When the zmq_to_amqp bridge catches a fedmsg and emits an AMQP message, what it winds up storing in the AMQP message's body is the entire fedmsg. So for instance, for this fedmsg, the corresponding AMQP message.body is this dict:

{
  "username": "apache", 
  "source_name": "datanommer", 
  "certificate": "blahblah", 
  "i": 1, 
  "timestamp": 1559956368.0, 
  "msg_id": "2019-f059828d-0969-4545-be7a-db8334f6a71f", 
  "crypto": "x509", 
  "topic": "org.fedoraproject.prod.pungi.compose.status.change", 
  "headers": {}, 
  "signature": "blahblah", 
  "source_version": "0.9.0", 
  "msg": {
    "status": "FINISHED", 
    "release_type": "updates", 
    "compose_label": "Update-20190608.0059", 
    "compose_respin": 0, 
    "compose_date": "20190608", 
    "release_version": "7", 
    "location": "https://kojipkgs.fedoraproject.org/compose/updates/Fedora-Epel-7-updates-20190608.0/compose", 
    "compose_type": "production", 
    "release_is_layered": false, 
    "release_name": "Fedora-Epel", 
    "release_short": "Fedora-Epel", 
    "compose_id": "Fedora-Epel-7-updates-20190608.0"
  }
}

So if you want, for instance, the 'location', your AMQP consumer has to do this:

location = message.body['msg']['location']

The problem I see with this is that whenever the thing that publishes this message gets converted to fedora-messaging, it's probably not going to use that structure. It would be natural to put only what is the msg dict in the fedmsg into the AMQP message.body. So any consumer that has already been converted to AMQP is likely going to break when the publisher is converted.

It seems to me that it would be better for the message.body of the translated AMQP message to be just the msg dict from the original fedmsg. The other bits of the fedmsg could be provided as other attributes of the message.

Of course, changing this now will require any fedora-messaging consumers which already consume translated fedmsgs to change, but I think right now there aren't any (I just wrote three, but I don't know if there are many/any others).

@AdamWill
Copy link
Author

AdamWill commented Jun 8, 2019

@jeremycline

@abompard
Copy link
Member

abompard commented Jun 8, 2019

Yeah I agree with Adam's analysis. There are AMQP consumers of translated fedmsgs, I'm thinking of Bodhi for example which consumes messages from Greenwave and Koji. Greenwave has been converted to AMQP but Koji's migrated version is still in staging according to the board.

The keys that aren't in msg are already available in the AMQP message headers so I don't think we need to add them to the main dict. There's only the username key which may be useful so we can add it to the message headers too (all keys except the main msg key in fedmsg were intended as headers anyway).

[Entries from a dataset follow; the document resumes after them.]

mod completer;
pub mod history;
pub mod parser;

pub use completer::ShellCompleter;
pub use history::History;
pub use parser::ParsedCommand;
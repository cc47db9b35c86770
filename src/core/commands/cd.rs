use std::env;
use std::io::Write;
use std::path::PathBuf;

use super::{Command, CommandError, Flow};
use crate::core::state::ShellState;

#[derive(Clone, Default)]
pub struct CdCommand;

impl CdCommand {
    pub fn new() -> Self {
        Self
    }

    /// `$HOME`, falling back to the platform's notion of the home directory.
    fn home_dir() -> Result<PathBuf, CommandError> {
        env::var_os("HOME")
            .filter(|home| !home.is_empty())
            .map(PathBuf::from)
            .or_else(dirs::home_dir)
            .ok_or_else(|| CommandError::ExecutionError("cd: HOME not set".to_string()))
    }
}

impl Command for CdCommand {
    fn execute(
        &self,
        args: &[String],
        _state: &mut ShellState,
        _out: &mut dyn Write,
    ) -> Result<Flow, CommandError> {
        let target = match args {
            [] => Self::home_dir()?,
            [path] => PathBuf::from(path),
            _ => {
                return Err(CommandError::InvalidArguments(
                    "cd: too many arguments".to_string(),
                ))
            }
        };

        env::set_current_dir(&target).map_err(|e| {
            CommandError::ExecutionError(format!("cd: {}: {}", target.display(), e))
        })?;
        tracing::debug!(dir = %target.display(), "changed directory");
        Ok(Flow::Continue)
    }
}
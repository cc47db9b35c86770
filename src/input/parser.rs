/// Token that marks the split point between two pipeline stages.
pub const PIPE_MARKER: &str = "|";
/// Trailing token that requests background execution.
pub const BACKGROUND_MARKER: &str = "&";

#[derive(Debug, Clone, PartialEq, Eq, Default)]
pub struct ParsedCommand {
    pub args: Vec<String>,
    pub background: bool,
}

impl ParsedCommand {
    /// Splits `line` on spaces and tabs. A trailing `&` token is removed and
    /// sets `background`. Nothing else is interpreted, `|` included.
    pub fn parse(line: &str) -> Self {
        let mut args: Vec<String> = line
            .split([' ', '\t', '\n', '\r'])
            .filter(|token| !token.is_empty())
            .map(str::to_owned)
            .collect();

        let background = args.last().is_some_and(|last| last == BACKGROUND_MARKER);
        if background {
            args.pop();
        }

        Self { args, background }
    }

    pub fn is_empty(&self) -> bool {
        self.args.is_empty()
    }

    pub fn program(&self) -> Option<&str> {
        self.args.first().map(String::as_str)
    }

    /// Index of the first pipe marker, if any.
    pub fn pipe_position(&self) -> Option<usize> {
        self.args.iter().position(|arg| arg == PIPE_MARKER)
    }
}
use std::io::Write;

use super::pipeline::Pipeline;
use crate::core::commands::{BuiltinRegistry, Flow};
use crate::core::config::ShellConfig;
use crate::core::state::ShellState;
use crate::error::ShellError;
use crate::input::history::REPLAY_TOKEN;
use crate::input::ParsedCommand;
use crate::process::{self, Redirect};

/// Evaluates one input line at a time against the session state.
///
/// Built-in output, the `!!` echo and background notices go to the writer
/// passed to [`Interpreter::eval`]; spawned programs write straight to the
/// inherited standard streams. In quiet mode the echo and the notices are
/// dropped.
pub struct Interpreter {
    state: ShellState,
    builtins: BuiltinRegistry,
    max_line_length: usize,
    max_args: usize,
    quiet: bool,
}

impl Interpreter {
    pub fn new(config: &ShellConfig) -> Self {
        Self {
            state: ShellState::new(),
            builtins: BuiltinRegistry::new(),
            max_line_length: config.max_line_length,
            max_args: config.max_args,
            quiet: config.quiet,
        }
    }

    pub fn state(&self) -> &ShellState {
        &self.state
    }

    pub fn eval(&mut self, line: &str, out: &mut dyn Write) -> Result<Flow, ShellError> {
        let line = line.trim_end_matches(['\n', '\r']);
        if line.trim().is_empty() {
            return Ok(Flow::Continue);
        }
        if line.len() > self.max_line_length {
            return Err(ShellError::LineTooLong {
                length: line.len(),
                max: self.max_line_length,
            });
        }

        let effective = self.resolve_history(line, out)?;

        // Tokens are owned copies; the history slot keeps its own string.
        let command = ParsedCommand::parse(&effective);
        if command.is_empty() {
            return Ok(Flow::Continue);
        }
        if command.args.len() > self.max_args {
            return Err(ShellError::TooManyArguments {
                count: command.args.len(),
                max: self.max_args,
            });
        }

        self.dispatch(&command, out)
    }

    /// Substitutes `!!` with the stored line, or records a fresh line.
    fn resolve_history(&mut self, line: &str, out: &mut dyn Write) -> Result<String, ShellError> {
        if line.trim() != REPLAY_TOKEN {
            self.state.history.record(line);
            return Ok(line.to_owned());
        }

        let stored = self
            .state
            .history
            .peek()
            .ok_or(ShellError::NoHistory)?
            .to_owned();
        tracing::debug!(line = %stored, "replaying history");
        if !self.quiet {
            writeln!(out, "{}", stored)?;
        }
        Ok(stored)
    }

    fn dispatch(&mut self, command: &ParsedCommand, out: &mut dyn Write) -> Result<Flow, ShellError> {
        if let Some(result) = self.builtins.dispatch(&command.args, &mut self.state, out) {
            return Ok(result?);
        }

        out.flush()?;
        tracing::debug!(
            program = command.program().unwrap_or_default(),
            background = command.background,
            "running external command"
        );

        if command.pipe_position().is_some() {
            if command.background {
                return Err(ShellError::BackgroundPipeline);
            }
            Pipeline::split(&command.args)?.execute()?;
            return Ok(Flow::Continue);
        }

        let pid = process::spawn(&command.args, &Redirect::inherit())?;
        if command.background {
            if !self.quiet {
                writeln!(out, "[Process {} running in background]", pid)?;
            }
        } else {
            process::wait_for(pid)?;
        }
        Ok(Flow::Continue)
    }
}
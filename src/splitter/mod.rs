pub mod encoding;
pub mod file_splitter;
pub mod partition;
pub mod report;

pub use file_splitter::{FileSplitter, HalfPlan, HalfSummary, SplitOutcome, SplitPlan};
pub use partition::{half_path, split_point, Partition};
pub use report::{BatchReport, ItemReport, ItemStatus};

Bodhi has actually been "fixed" because it was receiving in staging messages without the msg subkey. This, I think, is an issue, because Koji sends AMQP messages in staging but not in prod yet, so if that Bodhi changeset is deployed to prod, it will break because Bodhi will be received translated fedmsg that do contain the msg key.

So I think we should fix the bridges as Adam suggests. What do you think @jeremycline ?

@AdamWill
Copy link
Author

AdamWill commented Jun 8, 2019

So I figured it would make sense to make my consumers 'agnostic' so far as this is concerned. Perhaps Bodhi, and anything else that already consumes bridged fedmsgs, could do something similar? That should make it more robust if we do 'fix' the bridge, or as publishers are converted.

@jeremycline
Copy link
Member

Ooof, yeah I definitely thought only the value of "msg" was the body of bridged messages. Let's fix the bridge and make sure to run through all the active consumers and make sure they're also fixed before we deploy. It'll be easy to get a list of the consumers from the active connections on the broker so we don't forget anything.

@bowlofeggs
Copy link

Yeah this seems to be the cause of fedora-infra/bodhi#3304 which is causing Bodhi to be unable to process messages from Koji tag events. In my case it's actually OK because Bodhi has a backup process to handle the message handler not working (since we had to assume we missed fedmsgs), so it's not an emergency for me.

@bowlofeggs
Copy link

To be clear: Bodhi is expecting to receive the new format, not the old format, and Bodhi works in stg but not production because of this. But again, it's not an emergency, because Bodhi has a cron job that will make sure it becomes "eventually consistent", so things are working OK anyway.

jeremycline added a commit that referenced this issue Jun 10, 2019
AMQP publishers don't wrap everything in a "msg" key and the intention
was for the ZMQ->AMQP bridge to exactly mimic those messages. However,
the entire fedmsg was used as the body. This sets the body to the value
of the fedmsg's "msg" key and uses the value of the fedmsg's "headers"
key as the headers.

Fixes #20

Signed-off-by: Jeremy Cline <jcline@redhat.com>
@jeremycline
Copy link
Member

Alright, there's a PR posted. The only consumers I see in staging are bodhi, greenwave, and the-new-hotness. I propose we deploy this to staging once it's merged and get the-new-hotness and greenwave fixed up in staging ASAP. Once everything is working in staging we can roll out the change to prod before any new the-new-hotness, greenwave, or bodhi update (although bodhi sounds fine).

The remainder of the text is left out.